Can you provide an internet link to it please?
ancavasculitisnews.com/2018...
Thanks.
Having now read the article and assuming the research conclusions are correct, the points I draw from it are -
a) 9 out of 10 patients on azathioprine as maintenance therapy for vasculitis do NOT suffer hypersensitive side effects.
b) Of the 1 in 10 who do, "In most cases, the symptoms resolved within a week of treatment discontinuation."
So the key thing is for the prescribing consultant to be aware of the side effects issue and keep the patient under review accordingly.
This is certainly what happened in my case. When he started me on azathioprine my consultant saw me in clinic every two weeks initially, then gradually reducing to monthly and three-monthly once it was clear that I suffered no significant side effects. On each visit he asked me specifically whether I had experience any of a whole list of effects, and this remains the first question whenever I now attend his clinic almost four years later - even although I (like you) am now on rituxmab instead of azathioprine.
Reading about your difficult experience makes me wonder if you have suffered - like so many contributors to this website - from being treated by doctors whose understanding of vasculitis is not as good as we would wish.
You are correct in your reading of this study in that for most people the symptoms resolved after discontinuing Azathioprine. However, the symptoms described may not always be recognized as problems with the drug, since these symptoms can also suggest that a patient is relapsing, especially if tests indicate inflammation. I was never ANCA negative while on Azathioprine, and it continued to affect my white blood cells, even on a low dose. I do have good doctors, in fact the one who diagnosed me in 2014 and who I still see, worked with the person who discovered ANCA, and if it wasn't for him recognizing my symptoms and getting the right tests, I wouldn't be here today. What I took from this study is that Azathioprine may increase the risk of relapse, which I did twice and cost me my kidneys, and now I have to wonder whether Azathioprine contributed to that. I'm just glad I'm on Retuximab now.
Thanks for this and I take your point.
However if the symptoms arise then they presumably mean either -
i) the azathioprine is not working, or
ii) the azathioprine is causing them.
In either case, is not the remedy the same - stop the azathioprine and try something else?

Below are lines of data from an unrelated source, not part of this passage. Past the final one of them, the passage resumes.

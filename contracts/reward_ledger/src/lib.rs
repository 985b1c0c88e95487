#![no_std]

pub mod config;
pub mod events;
pub mod pause;
pub mod pool;
pub mod rewards;
pub mod storage;
pub mod transfer;

use common::admin_tiers::{self, AdminTier};
use common::reentrancy::ReentrancyGuard;
use soroban_sdk::{contract, contracterror, contractimpl, contracttype, Address, Env, I256};

pub use config::{AccrualBasis, PoolConfig, RewardFunding};
pub use pause::PauseScope;
pub use pool::{Account, Pool};

use storage::{ADMIN, PENDING_ADMIN};

// ── Contract errors ──────────────────────────────────────────────────────────

#[contracterror]
#[derive(Copy, Clone, Debug, Eq, PartialEq)]
#[repr(u32)]
pub enum ContractError {
    NotInitialized = 1,
    AlreadyInitialized = 2,
    Unauthorized = 3,
    /// Zero, negative, or otherwise disallowed amount.
    InvalidAmount = 4,
    /// Withdrawal exceeds the account's stake.
    InsufficientStake = 5,
    /// A token contract call did not succeed.
    TransferFailed = 6,
    /// Nested call into a guarded operation.
    Reentrant = 7,
    PoolPaused = 8,
    TokensIdentical = 9,
    InvalidInput = 10,
    /// Accrual arithmetic left its representable range.
    Overflow = 11,
}

// ── Public-facing types ──────────────────────────────────────────────────────

/// Snapshot of a position returned by `get_staker_info`.
#[contracttype]
#[derive(Clone, Debug, Eq, PartialEq)]
pub struct StakerInfo {
    pub staked: i128,
    pub pending_reward: i128,
}

// ── Contract ─────────────────────────────────────────────────────────────────

#[contract]
pub struct RewardLedger;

I'd better stop there as I'd be in danger of straying into areas of clinical expertise, of which I have none.
Hi Slem2, I was one of those 1 in 10 who don't get on with Azathioprine. After finishing my last pulse of cyclo and feeling quite well, I started on Aza and felt dreadful (it did feel like I was relapsing). I continued with it for two weeks and after speaking to my consultant I was taken off it and put on Mycophenolate. Despite its potential side effects Azathioprine seems to be the preferred maintenance drugs for AAV. Chris
Yes, Azathioprine does seem to be the preferred maintenance drug, which is why 10% adverse reaction to it is alarming, especially if the reactions can look like relapse, or actually attribute to relapse. Since this is only one study with less than 300 participants, I have to wonder if the prevalence of these issues is higher than the study shows.
I am not surprised to hear that. I was prescribed Azanthopine as a steroid sparing drug. The first dose told me that this drug was not for me; I felt sick and nauseous and within 45 minutes vomited it out. I never took it again. I mentioned it to a vasculitis specialist at Johns Hopkins in Baltimore, MD. She told me NEVER take it again and to list it as an allergy on any future paperwork. I was then prescribed Methotrexate and tolerated it better, but another rheumatologist and a hematologist (unrelated) were not in favor, telling me that it too causes cancer. So I stopped it on my own; I felt much better without it.
I have been in this morass for 27 months; I am praying that it is nearing its end. I am only using 4 mg. Prednisone and feel more normal than I have in a long time. For me, at least.stopping it was the best thing I did. The fact that so few doctors who know about various forms of vasculitis is scary and I think it best to use this site and I truly believe we are our own best doctors.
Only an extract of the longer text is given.